→ Material provided
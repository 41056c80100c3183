use axum::{
    extract::DefaultBodyLimit,
    http::{HeaderValue, Method, Request},
};
use std::path::Path;
use tower_http::cors::{AllowHeaders, AllowOrigin, CorsLayer};
use tower_http::request_id::{MakeRequestId, RequestId};
use tower_http::services::ServeDir;
use uuid::Uuid;

pub const LIVENESS_PATH: &str = "/";
pub const LIVENESS_MESSAGE: &str = "API Working Successfully!";
pub const STATIC_ASSETS_PREFIX: &str = "/images";

/// Credentialed CORS restricted to `allowed_origins`, which must not contain
/// `*` (`AppConfig` rejects it).
pub fn cors_layer(allowed_origins: &[HeaderValue]) -> CorsLayer {
    CorsLayer::new()
        .allow_origin(AllowOrigin::list(allowed_origins.iter().cloned()))
        .allow_credentials(true)
        .allow_methods([
            Method::GET,
            Method::HEAD,
            Method::PUT,
            Method::PATCH,
            Method::POST,
            Method::DELETE,
        ])
        .allow_headers(AllowHeaders::mirror_request())
}

pub fn body_limit_layer(limit: usize) -> DefaultBodyLimit {
    DefaultBodyLimit::max(limit)
}

pub fn static_assets(dir: &Path) -> ServeDir {
    ServeDir::new(dir)
}

pub async fn liveness() -> &'static str {
    LIVENESS_MESSAGE
}

#[derive(Clone, Copy, Default)]
pub struct MakeRequestUuid;

impl MakeRequestId for MakeRequestUuid {
    fn make_request_id<B>(&mut self, _request: &Request<B>) -> Option<RequestId> {
        let id = Uuid::now_v7().to_string().parse().ok()?;
        Some(RequestId::new(id))
    }
}
//! Sample statistics over trial results.

use serde::Serialize;
use tabled::Tabled;

/// Critical value of the standard normal distribution for a 95% confidence interval.
pub const CONFIDENCE_95: f64 = 1.96;

/// Arithmetic mean. `NaN` for an empty slice.
pub fn mean(samples: &[f64]) -> f64 {
    samples.iter().sum::<f64>() / samples.len() as f64
}

/// Sample standard deviation with the `n - 1` denominator.
///
/// `NaN` when there are fewer than two samples, since the variance is undefined.
pub fn stddev(samples: &[f64]) -> f64 {
    if samples.len() < 2 {
        return f64::NAN;
    }

    let mean = mean(samples);
    let squares = samples.iter().map(|x| (x - mean).powi(2)).sum::<f64>();
    (squares / (samples.len() - 1) as f64).sqrt()
}

pub(crate) fn format_value(value: &f64) -> String {
    format!("{value:.6}")
}

/// Summary of the percolation threshold over a set of trials.
#[derive(Clone, Copy, Debug, PartialEq, Serialize, Tabled)]
pub struct ThresholdStats {
    #[tabled(rename = "Trials")]
    pub trials: usize,
    #[tabled(rename = "Mean", display_with = "format_value")]
    pub mean: f64,
    #[tabled(rename = "Stddev", display_with = "format_value")]
    pub stddev: f64,
    #[tabled(rename = "95% Low", display_with = "format_value")]
    pub confidence_lo: f64,
    #[tabled(rename = "95% High", display_with = "format_value")]
    pub confidence_hi: f64,
}

impl ThresholdStats {
    /// Computes the summary of `samples`.
    ///
    /// With a single sample the standard deviation and both confidence bounds are `NaN`.
    pub fn from_samples(samples: &[f64]) -> Self {
        let trials = samples.len();
        let mean = mean(samples);
        let stddev = stddev(samples);
        let half_width = CONFIDENCE_95 * stddev / (trials as f64).sqrt();

        Self {
            trials,
            mean,
            stddev,
            confidence_lo: mean - half_width,
            confidence_hi: mean + half_width,
        }
    }
}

→ Instructions for the task
Would you reproduce every record above exactly as it appears?

→ Completed exercise
repository 41056c80100c3183
use axum::{
    extract::DefaultBodyLimit,
    http::{HeaderValue, Method, Request},
};
use std::path::Path;
use tower_http::cors::{AllowHeaders, AllowOrigin, CorsLayer};
use tower_http::request_id::{MakeRequestId, RequestId};
use tower_http::services::ServeDir;
use uuid::Uuid;

pub const LIVENESS_PATH: &str = "/";
pub const LIVENESS_MESSAGE: &str = "API Working Successfully!";
pub const STATIC_ASSETS_PREFIX: &str = "/images";

/// Credentialed CORS restricted to `allowed_origins`, which must not contain
/// `*` (`AppConfig` rejects it).
pub fn cors_layer(allowed_origins: &[HeaderValue]) -> CorsLayer {
    CorsLayer::new()
        .allow_origin(AllowOrigin::list(allowed_origins.iter().cloned()))
        .allow_credentials(true)
        .allow_methods([
            Method::GET,
            Method::HEAD,
            Method::PUT,
            Method::PATCH,
            Method::POST,
            Method::DELETE,
        ])
        .allow_headers(AllowHeaders::mirror_request())
}

pub fn body_limit_layer(limit: usize) -> DefaultBodyLimit {
    DefaultBodyLimit::max(limit)
}

pub fn static_assets(dir: &Path) -> ServeDir {
    ServeDir::new(dir)
}

pub async fn liveness() -> &'static str {
    LIVENESS_MESSAGE
}

#[derive(Clone, Copy, Default)]
pub struct MakeRequestUuid;

impl MakeRequestId for MakeRequestUuid {
    fn make_request_id<B>(&mut self, _request: &Request<B>) -> Option<RequestId> {
        let id = Uuid::now_v7().to_string().parse().ok()?;
        Some(RequestId::new(id))
    }
}
//! Sample statistics over trial results.

use serde::Serialize;
use tabled::Tabled;

/// Critical value of the standard normal distribution for a 95% confidence interval.
pub const CONFIDENCE_95: f64 = 1.96;

/// Arithmetic mean. `NaN` for an empty slice.
pub fn mean(samples: &[f64]) -> f64 {
    samples.iter().sum::<f64>() / samples.len() as f64
}

/// Sample standard deviation with the `n - 1` denominator.
///
/// `NaN` when there are fewer than two samples, since the variance is undefined.
pub fn stddev(samples: &[f64]) -> f64 {
    if samples.len() < 2 {
        return f64::NAN;
    }

    let mean = mean(samples);
    let squares = samples.iter().map(|x| (x - mean).powi(2)).sum::<f64>();
    (squares / (samples.len() - 1) as f64).sqrt()
}

pub(crate) fn format_value(value: &f64) -> String {
    format!("{value:.6}")
}

/// Summary of the percolation threshold over a set of trials.
#[derive(Clone, Copy, Debug, PartialEq, Serialize, Tabled)]
pub struct ThresholdStats {
    #[tabled(rename = "Trials")]
    pub trials: usize,
    #[tabled(rename = "Mean", display_with = "format_value")]
    pub mean: f64,
    #[tabled(rename = "Stddev", display_with = "format_value")]
    pub stddev: f64,
    #[tabled(rename = "95% Low", display_with = "format_value")]
    pub confidence_lo: f64,
    #[tabled(rename = "95% High", display_with = "format_value")]
    pub confidence_hi: f64,
}

impl ThresholdStats {
    /// Computes the summary of `samples`.
    ///
    /// With a single sample the standard deviation and both confidence bounds are `NaN`.
    pub fn from_samples(samples: &[f64]) -> Self {
        let trials = samples.len();
        let mean = mean(samples);
        let stddev = stddev(samples);
        let half_width = CONFIDENCE_95 * stddev / (trials as f64).sqrt();

        Self {
            trials,
            mean,
            stddev,
            confidence_lo: mean - half_width,
            confidence_hi: mean + half_width,
        }
    }
}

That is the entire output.